PROBLEM DESCRIPTION. Only some lines are wanted. Transcribe, exactly, the lines below from the line with "acelink is organized" up to and including the line with "real serial port".

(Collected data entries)

BEGIN

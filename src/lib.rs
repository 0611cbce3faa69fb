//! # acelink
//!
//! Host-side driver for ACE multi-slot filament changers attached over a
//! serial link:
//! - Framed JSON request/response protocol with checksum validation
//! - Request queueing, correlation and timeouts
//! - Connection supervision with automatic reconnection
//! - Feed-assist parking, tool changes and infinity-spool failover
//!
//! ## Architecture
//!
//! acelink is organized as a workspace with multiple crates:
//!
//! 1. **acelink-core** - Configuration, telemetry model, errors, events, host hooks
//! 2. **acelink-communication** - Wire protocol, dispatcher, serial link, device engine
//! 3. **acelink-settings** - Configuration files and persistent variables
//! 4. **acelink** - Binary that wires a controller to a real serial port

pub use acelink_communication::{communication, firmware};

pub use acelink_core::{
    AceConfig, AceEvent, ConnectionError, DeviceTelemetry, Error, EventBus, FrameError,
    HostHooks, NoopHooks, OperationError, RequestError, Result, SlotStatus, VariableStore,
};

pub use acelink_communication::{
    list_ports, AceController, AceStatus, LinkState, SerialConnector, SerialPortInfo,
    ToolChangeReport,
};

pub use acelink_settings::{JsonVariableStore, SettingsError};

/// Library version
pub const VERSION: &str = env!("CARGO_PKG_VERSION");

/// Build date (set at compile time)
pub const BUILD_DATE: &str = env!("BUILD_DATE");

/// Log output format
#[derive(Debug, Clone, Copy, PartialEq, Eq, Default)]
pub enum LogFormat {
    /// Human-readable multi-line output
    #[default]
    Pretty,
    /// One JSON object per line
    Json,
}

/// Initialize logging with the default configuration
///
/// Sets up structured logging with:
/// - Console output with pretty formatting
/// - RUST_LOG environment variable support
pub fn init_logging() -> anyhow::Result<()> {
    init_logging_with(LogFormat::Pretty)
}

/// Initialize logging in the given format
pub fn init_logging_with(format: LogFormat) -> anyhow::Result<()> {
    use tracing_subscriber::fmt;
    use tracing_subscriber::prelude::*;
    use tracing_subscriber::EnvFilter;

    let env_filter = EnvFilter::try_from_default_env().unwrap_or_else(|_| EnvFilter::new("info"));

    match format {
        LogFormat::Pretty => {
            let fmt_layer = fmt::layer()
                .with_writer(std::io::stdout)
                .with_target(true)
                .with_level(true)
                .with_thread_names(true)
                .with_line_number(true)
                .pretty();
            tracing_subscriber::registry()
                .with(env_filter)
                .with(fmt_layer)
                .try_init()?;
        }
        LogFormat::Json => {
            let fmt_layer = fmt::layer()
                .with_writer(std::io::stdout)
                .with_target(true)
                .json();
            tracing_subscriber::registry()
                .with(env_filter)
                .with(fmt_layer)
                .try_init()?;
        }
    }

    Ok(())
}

END
BEGIN

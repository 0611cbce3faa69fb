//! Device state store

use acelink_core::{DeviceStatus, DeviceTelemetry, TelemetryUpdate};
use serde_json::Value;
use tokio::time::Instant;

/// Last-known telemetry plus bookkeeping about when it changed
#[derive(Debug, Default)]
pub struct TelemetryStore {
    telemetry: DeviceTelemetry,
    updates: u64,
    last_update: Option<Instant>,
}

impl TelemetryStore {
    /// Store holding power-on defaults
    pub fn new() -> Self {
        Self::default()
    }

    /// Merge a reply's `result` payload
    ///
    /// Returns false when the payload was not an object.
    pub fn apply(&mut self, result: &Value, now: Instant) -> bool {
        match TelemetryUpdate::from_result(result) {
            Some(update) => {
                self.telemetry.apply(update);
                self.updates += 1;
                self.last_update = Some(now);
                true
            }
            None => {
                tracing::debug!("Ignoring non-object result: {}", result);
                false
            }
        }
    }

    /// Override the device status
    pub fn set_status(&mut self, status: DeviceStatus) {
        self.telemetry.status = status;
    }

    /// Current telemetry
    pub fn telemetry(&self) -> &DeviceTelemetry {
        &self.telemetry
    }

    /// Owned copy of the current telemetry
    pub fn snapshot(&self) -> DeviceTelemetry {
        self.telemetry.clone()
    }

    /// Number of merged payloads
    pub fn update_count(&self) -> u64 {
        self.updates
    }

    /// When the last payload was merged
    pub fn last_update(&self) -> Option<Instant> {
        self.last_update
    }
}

END

RESPONSE.
//! acelink is organized as a workspace with multiple crates:
//!
//! 1. **acelink-core** - Configuration, telemetry model, errors, events, host hooks
//! 2. **acelink-communication** - Wire protocol, dispatcher, serial link, device engine
//! 3. **acelink-settings** - Configuration files and persistent variables
//! 4. **acelink** - Binary that wires a controller to a real serial port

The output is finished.